- **WORK INSTRUCTION**: The entries below are to be copied exactly, with nothing left out.

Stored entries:
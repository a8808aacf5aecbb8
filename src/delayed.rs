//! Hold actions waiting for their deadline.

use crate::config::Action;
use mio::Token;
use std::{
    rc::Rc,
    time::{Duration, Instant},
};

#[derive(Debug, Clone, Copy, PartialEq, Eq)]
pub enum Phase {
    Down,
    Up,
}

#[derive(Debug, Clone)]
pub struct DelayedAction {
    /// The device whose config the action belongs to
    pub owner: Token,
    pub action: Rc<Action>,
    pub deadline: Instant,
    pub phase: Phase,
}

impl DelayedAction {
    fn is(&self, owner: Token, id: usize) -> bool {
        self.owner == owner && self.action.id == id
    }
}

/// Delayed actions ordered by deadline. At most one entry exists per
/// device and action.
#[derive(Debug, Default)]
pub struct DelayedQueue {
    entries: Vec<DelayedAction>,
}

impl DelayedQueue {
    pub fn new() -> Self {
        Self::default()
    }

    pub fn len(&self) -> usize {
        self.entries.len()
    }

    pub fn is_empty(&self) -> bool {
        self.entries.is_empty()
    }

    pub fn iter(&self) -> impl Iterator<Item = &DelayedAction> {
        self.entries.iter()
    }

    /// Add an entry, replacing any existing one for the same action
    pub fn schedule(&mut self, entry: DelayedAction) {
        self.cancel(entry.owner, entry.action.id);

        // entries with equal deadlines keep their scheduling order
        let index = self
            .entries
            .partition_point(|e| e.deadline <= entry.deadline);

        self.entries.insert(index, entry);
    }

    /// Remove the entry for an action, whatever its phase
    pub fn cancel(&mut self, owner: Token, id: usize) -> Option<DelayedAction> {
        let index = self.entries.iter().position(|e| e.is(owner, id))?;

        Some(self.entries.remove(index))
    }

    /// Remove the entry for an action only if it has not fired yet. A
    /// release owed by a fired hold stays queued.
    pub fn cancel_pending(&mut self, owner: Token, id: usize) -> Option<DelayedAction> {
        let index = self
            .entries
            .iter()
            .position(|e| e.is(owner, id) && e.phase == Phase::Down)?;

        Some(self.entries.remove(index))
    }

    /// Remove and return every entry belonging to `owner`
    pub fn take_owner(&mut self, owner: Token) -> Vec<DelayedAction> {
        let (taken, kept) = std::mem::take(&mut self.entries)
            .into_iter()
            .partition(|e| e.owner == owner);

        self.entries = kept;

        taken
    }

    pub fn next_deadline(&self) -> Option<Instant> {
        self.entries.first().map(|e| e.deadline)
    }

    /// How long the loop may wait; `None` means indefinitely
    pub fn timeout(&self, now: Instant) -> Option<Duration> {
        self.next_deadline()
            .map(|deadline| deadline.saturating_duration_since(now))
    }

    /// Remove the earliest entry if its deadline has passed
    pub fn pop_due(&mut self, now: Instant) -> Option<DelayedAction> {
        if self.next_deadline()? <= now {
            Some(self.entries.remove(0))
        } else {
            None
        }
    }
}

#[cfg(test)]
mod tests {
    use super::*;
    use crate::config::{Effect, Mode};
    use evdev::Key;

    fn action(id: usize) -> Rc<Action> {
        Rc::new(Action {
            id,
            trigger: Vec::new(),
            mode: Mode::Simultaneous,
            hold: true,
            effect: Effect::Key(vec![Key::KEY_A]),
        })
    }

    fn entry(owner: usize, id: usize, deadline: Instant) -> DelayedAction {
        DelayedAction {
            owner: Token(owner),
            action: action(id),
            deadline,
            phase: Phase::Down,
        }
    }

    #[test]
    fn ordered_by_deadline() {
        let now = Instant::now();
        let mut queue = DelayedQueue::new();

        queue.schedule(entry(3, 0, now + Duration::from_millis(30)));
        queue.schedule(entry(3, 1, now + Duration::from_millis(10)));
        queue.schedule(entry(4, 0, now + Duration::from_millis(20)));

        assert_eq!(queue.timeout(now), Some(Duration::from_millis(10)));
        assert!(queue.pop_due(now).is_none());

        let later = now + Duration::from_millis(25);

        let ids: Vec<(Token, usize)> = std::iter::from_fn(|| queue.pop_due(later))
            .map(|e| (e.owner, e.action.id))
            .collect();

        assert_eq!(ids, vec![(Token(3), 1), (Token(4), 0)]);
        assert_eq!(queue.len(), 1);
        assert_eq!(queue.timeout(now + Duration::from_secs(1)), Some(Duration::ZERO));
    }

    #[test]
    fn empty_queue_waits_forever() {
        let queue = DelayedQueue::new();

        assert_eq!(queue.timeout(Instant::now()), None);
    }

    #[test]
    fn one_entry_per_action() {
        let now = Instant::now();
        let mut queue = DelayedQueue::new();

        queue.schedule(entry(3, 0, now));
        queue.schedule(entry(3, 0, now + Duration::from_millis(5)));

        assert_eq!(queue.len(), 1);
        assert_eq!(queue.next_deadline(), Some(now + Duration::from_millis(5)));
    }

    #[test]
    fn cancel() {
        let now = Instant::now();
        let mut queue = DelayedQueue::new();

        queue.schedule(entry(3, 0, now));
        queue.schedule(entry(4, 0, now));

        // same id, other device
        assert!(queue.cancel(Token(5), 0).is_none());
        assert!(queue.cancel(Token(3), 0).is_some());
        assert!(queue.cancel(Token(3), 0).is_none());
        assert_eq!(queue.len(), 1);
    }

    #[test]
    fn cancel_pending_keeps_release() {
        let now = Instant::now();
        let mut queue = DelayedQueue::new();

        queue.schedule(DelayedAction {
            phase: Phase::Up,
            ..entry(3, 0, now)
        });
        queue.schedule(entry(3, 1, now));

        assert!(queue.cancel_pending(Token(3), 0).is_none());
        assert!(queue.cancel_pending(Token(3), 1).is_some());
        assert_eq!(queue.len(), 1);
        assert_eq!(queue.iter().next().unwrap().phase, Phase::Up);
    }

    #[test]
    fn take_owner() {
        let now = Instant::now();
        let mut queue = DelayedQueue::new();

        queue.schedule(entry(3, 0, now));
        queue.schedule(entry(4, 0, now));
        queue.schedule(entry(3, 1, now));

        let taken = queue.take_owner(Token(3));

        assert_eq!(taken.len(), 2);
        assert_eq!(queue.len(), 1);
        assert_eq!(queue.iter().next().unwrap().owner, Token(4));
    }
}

- **RESULT FOR THIS EXERCISE**:
repository a8808aacf5aecbb8
filename src/delayed.rs
//! Hold actions waiting for their deadline.

use crate::config::Action;
use mio::Token;
use std::{
    rc::Rc,
    time::{Duration, Instant},
};

#[derive(Debug, Clone, Copy, PartialEq, Eq)]
pub enum Phase {
    Down,
    Up,
}

#[derive(Debug, Clone)]
pub struct DelayedAction {
    /// The device whose config the action belongs to
    pub owner: Token,
    pub action: Rc<Action>,
    pub deadline: Instant,
    pub phase: Phase,
}

impl DelayedAction {
    fn is(&self, owner: Token, id: usize) -> bool {
        self.owner == owner && self.action.id == id
    }
}

/// Delayed actions ordered by deadline. At most one entry exists per
/// device and action.
#[derive(Debug, Default)]
pub struct DelayedQueue {
    entries: Vec<DelayedAction>,
}

impl DelayedQueue {
    pub fn new() -> Self {
        Self::default()
    }

    pub fn len(&self) -> usize {
        self.entries.len()
    }

    pub fn is_empty(&self) -> bool {
        self.entries.is_empty()
    }

    pub fn iter(&self) -> impl Iterator<Item = &DelayedAction> {
        self.entries.iter()
    }

    /// Add an entry, replacing any existing one for the same action
    pub fn schedule(&mut self, entry: DelayedAction) {
        self.cancel(entry.owner, entry.action.id);

        // entries with equal deadlines keep their scheduling order
        let index = self
            .entries
            .partition_point(|e| e.deadline <= entry.deadline);

        self.entries.insert(index, entry);
    }

    /// Remove the entry for an action, whatever its phase
    pub fn cancel(&mut self, owner: Token, id: usize) -> Option<DelayedAction> {
        let index = self.entries.iter().position(|e| e.is(owner, id))?;

        Some(self.entries.remove(index))
    }

    /// Remove the entry for an action only if it has not fired yet. A
    /// release owed by a fired hold stays queued.
    pub fn cancel_pending(&mut self, owner: Token, id: usize) -> Option<DelayedAction> {
        let index = self
            .entries
            .iter()
            .position(|e| e.is(owner, id) && e.phase == Phase::Down)?;

        Some(self.entries.remove(index))
    }

    /// Remove and return every entry belonging to `owner`
    pub fn take_owner(&mut self, owner: Token) -> Vec<DelayedAction> {
        let (taken, kept) = std::mem::take(&mut self.entries)
            .into_iter()
            .partition(|e| e.owner == owner);

        self.entries = kept;

        taken
    }

    pub fn next_deadline(&self) -> Option<Instant> {
        self.entries.first().map(|e| e.deadline)
    }

    /// How long the loop may wait; `None` means indefinitely
    pub fn timeout(&self, now: Instant) -> Option<Duration> {
        self.next_deadline()
            .map(|deadline| deadline.saturating_duration_since(now))
    }

    /// Remove the earliest entry if its deadline has passed
    pub fn pop_due(&mut self, now: Instant) -> Option<DelayedAction> {
        if self.next_deadline()? <= now {
            Some(self.entries.remove(0))
        } else {
            None
        }
    }
}

#[cfg(test)]
mod tests {
    use super::*;
    use crate::config::{Effect, Mode};
    use evdev::Key;

    fn action(id: usize) -> Rc<Action> {
        Rc::new(Action {
            id,
            trigger: Vec::new(),
            mode: Mode::Simultaneous,
            hold: true,
            effect: Effect::Key(vec![Key::KEY_A]),
        })
    }

    fn entry(owner: usize, id: usize, deadline: Instant) -> DelayedAction {
        DelayedAction {
            owner: Token(owner),
            action: action(id),
            deadline,
            phase: Phase::Down,
        }
    }

    #[test]
    fn ordered_by_deadline() {
        let now = Instant::now();
        let mut queue = DelayedQueue::new();

        queue.schedule(entry(3, 0, now + Duration::from_millis(30)));
        queue.schedule(entry(3, 1, now + Duration::from_millis(10)));
        queue.schedule(entry(4, 0, now + Duration::from_millis(20)));

        assert_eq!(queue.timeout(now), Some(Duration::from_millis(10)));
        assert!(queue.pop_due(now).is_none());

        let later = now + Duration::from_millis(25);

        let ids: Vec<(Token, usize)> = std::iter::from_fn(|| queue.pop_due(later))
            .map(|e| (e.owner, e.action.id))
            .collect();

        assert_eq!(ids, vec![(Token(3), 1), (Token(4), 0)]);
        assert_eq!(queue.len(), 1);
        assert_eq!(queue.timeout(now + Duration::from_secs(1)), Some(Duration::ZERO));
    }

    #[test]
    fn empty_queue_waits_forever() {
        let queue = DelayedQueue::new();

        assert_eq!(queue.timeout(Instant::now()), None);
    }

    #[test]
    fn one_entry_per_action() {
        let now = Instant::now();
        let mut queue = DelayedQueue::new();

        queue.schedule(entry(3, 0, now));
        queue.schedule(entry(3, 0, now + Duration::from_millis(5)));

        assert_eq!(queue.len(), 1);
        assert_eq!(queue.next_deadline(), Some(now + Duration::from_millis(5)));
    }

    #[test]
    fn cancel() {
        let now = Instant::now();
        let mut queue = DelayedQueue::new();

        queue.schedule(entry(3, 0, now));
        queue.schedule(entry(4, 0, now));

        // same id, other device
        assert!(queue.cancel(Token(5), 0).is_none());
        assert!(queue.cancel(Token(3), 0).is_some());
        assert!(queue.cancel(Token(3), 0).is_none());
        assert_eq!(queue.len(), 1);
    }

    #[test]
    fn cancel_pending_keeps_release() {
        let now = Instant::now();
        let mut queue = DelayedQueue::new();

        queue.schedule(DelayedAction {
            phase: Phase::Up,
            ..entry(3, 0, now)
        });
        queue.schedule(entry(3, 1, now));

        assert!(queue.cancel_pending(Token(3), 0).is_none());
        assert!(queue.cancel_pending(Token(3), 1).is_some());
        assert_eq!(queue.len(), 1);
        assert_eq!(queue.iter().next().unwrap().phase, Phase::Up);
    }

    #[test]
    fn take_owner() {
        let now = Instant::now();
        let mut queue = DelayedQueue::new();

        queue.schedule(entry(3, 0, now));
        queue.schedule(entry(4, 0, now));
        queue.schedule(entry(3, 1, now));

        let taken = queue.take_owner(Token(3));

        assert_eq!(taken.len(), 2);
        assert_eq!(queue.len(), 1);
        assert_eq!(queue.iter().next().unwrap().owner, Token(4));
    }
}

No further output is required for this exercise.